Obviously the bands are not the important part of the system. A watch or a phone will work equally as well. They key points are the attention to design and the complex backend systems that make the entire project really work. The articles go into more details about both subjects and it’s absolutely fascinating to read.

What was surprising was how much pushback there was within Disney against building this kind of system. Many if not most were against it. Seems so strange to think about it now, when it seems such an obvious thing to do.

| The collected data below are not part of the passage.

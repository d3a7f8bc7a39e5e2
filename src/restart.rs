//! Restart synchronizer: the audio/video ready barrier.

use log::info;

use crate::context::PlayerContext;
use crate::events::Event;
use crate::status::ChainStatus;

impl PlayerContext {
    /// Run once per tick (play loop driver step 7). Gates on both chains
    /// reaching at least READY, then PLAYING, before `restart_complete`
    /// can be set and `PLAYBACK_RESTART` emitted.
    pub fn handle_playback_restart(&mut self) {
        let has_audio = self.audio_output.is_some();
        let has_video = self.video_output.is_some();

        let audio_ready = ChainStatus::at_least(has_audio, self.audio_status, ChainStatus::Ready);
        let video_ready = ChainStatus::at_least(has_video, self.video_status, ChainStatus::Ready);
        if !audio_ready || !video_ready {
            return;
        }

        if self.opts.cache_pause_initial
            && ((has_audio && self.audio_status == ChainStatus::Ready)
                || (has_video && self.video_status == ChainStatus::Ready))
        {
            self.paused_for_cache = true;
            self.cache_buffer = 0.0;
            self.update_internal_pause_state();
        }

        if has_video && self.video_status == ChainStatus::Ready {
            self.video_status = ChainStatus::Playing;
            let _ = self.relative_time();
        }

        if has_audio && self.audio_status == ChainStatus::Ready {
            if !self.seek.is_none() && has_video && self.video_status == ChainStatus::Playing {
                self.update_playback_time();
                self.execute_queued_seek().ok();
                return;
            }
            self.audio_status = ChainStatus::Playing;
        }

        let audio_playing = ChainStatus::at_least(has_audio, self.audio_status, ChainStatus::Playing);
        let video_playing = ChainStatus::at_least(has_video, self.video_status, ChainStatus::Playing);

        if audio_playing && video_playing && !self.restart_complete {
            self.hrseek_active = false;
            self.restart_complete = true;
            self.current_seek = crate::seek::SeekRequest::none();
            self.audio_allow_second_chance_seek = false;
            self.emit(Event::PlaybackRestart);

            if !self.playing_msg_shown {
                self.playing_msg_shown = true;
                info!("playback restarted");
            }

            self.wakeup();
            let ab_end = self.opts.ab_loop_b.unwrap_or(f64::INFINITY);
            self.ab_loop_clip = self.last_seek_pts.get().unwrap_or(f64::NEG_INFINITY) < ab_end;
        }
    }
}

Over time we’ll see the world around us turned into a Disneyland, where our  whims are anticipated and friction is removed. Watches will make it happen faster and better than it otherwise would have happened.

What Apple Can Do Better

While Apple is moving as fast as they can into the future, they could help developers more. Here are a few suggestions:

  • Open up Siri to applications. The experience using Siri on a watch is great. What would be really great is if applications could expose functionality through Siri and have apps become voice controlled. With the phone this would have been nice, with a watch it’s essential.
  • Indoor location. We are really missing a Google Street View and Google Maps for indoor location. The example of guiding travelers to their terminal can’t happen today because we have no indoor maps and we don’t have indoor “GPS”. To close the loop on creating experiences we need our apps to work indoors just as well as they do outside.
  • Apps as service containers. Apple uses the app as the deployable unit, but apps aren’t just simple single programs any more. They are built out of many many components. An app could have a watch extension, support AirDrop, provide a share extension, a photo extension, a keyboard extension, a Today widget, handle remote notifications, and so on. The environment on the phone has grown organically and it’s confusing and difficult to program. Just look up how hard it is for developers to get code to run in the background or send messages between components. It might help to think of as an app a service that runs on a phone, that exposes an API, and is usable by all components of an app with a unified way to send notifications, invoke functionally, and sync state.
  • An open standard for linking app experiences. Apple does not have the advantage that Google does in controlling all the data that is used to create an experience. Apps are effectively silos. It would be nice if there was a way for apps to work together to provide a seamless experience. Your Uber app hands off to the airport app so you get a seamless experience. Something like that anyway.